In the material below, find every line containing the string "path" and return it.

> Provided records

§ §

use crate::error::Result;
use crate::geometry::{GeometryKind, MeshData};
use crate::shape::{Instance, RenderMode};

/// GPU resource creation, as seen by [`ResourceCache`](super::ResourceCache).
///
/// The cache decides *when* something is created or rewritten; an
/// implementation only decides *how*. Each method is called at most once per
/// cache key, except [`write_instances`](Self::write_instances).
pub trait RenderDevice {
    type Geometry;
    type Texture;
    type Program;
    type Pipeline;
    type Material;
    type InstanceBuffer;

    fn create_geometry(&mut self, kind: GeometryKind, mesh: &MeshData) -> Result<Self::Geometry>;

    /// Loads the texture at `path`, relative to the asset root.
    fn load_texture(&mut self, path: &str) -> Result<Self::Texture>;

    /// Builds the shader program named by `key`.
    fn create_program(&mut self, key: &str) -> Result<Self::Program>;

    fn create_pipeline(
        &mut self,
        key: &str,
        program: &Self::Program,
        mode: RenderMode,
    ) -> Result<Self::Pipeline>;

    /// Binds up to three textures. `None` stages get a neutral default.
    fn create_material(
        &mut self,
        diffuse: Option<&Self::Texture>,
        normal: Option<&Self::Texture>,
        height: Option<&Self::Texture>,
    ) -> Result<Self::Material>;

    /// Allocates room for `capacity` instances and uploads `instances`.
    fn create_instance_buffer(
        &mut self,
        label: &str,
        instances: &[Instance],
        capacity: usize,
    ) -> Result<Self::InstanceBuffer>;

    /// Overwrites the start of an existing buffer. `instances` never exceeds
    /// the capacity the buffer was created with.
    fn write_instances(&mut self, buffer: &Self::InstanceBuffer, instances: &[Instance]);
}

§ §

> Finished exercise
    /// Loads the texture at `path`, relative to the asset root.
    fn load_texture(&mut self, path: &str) -> Result<Self::Texture>;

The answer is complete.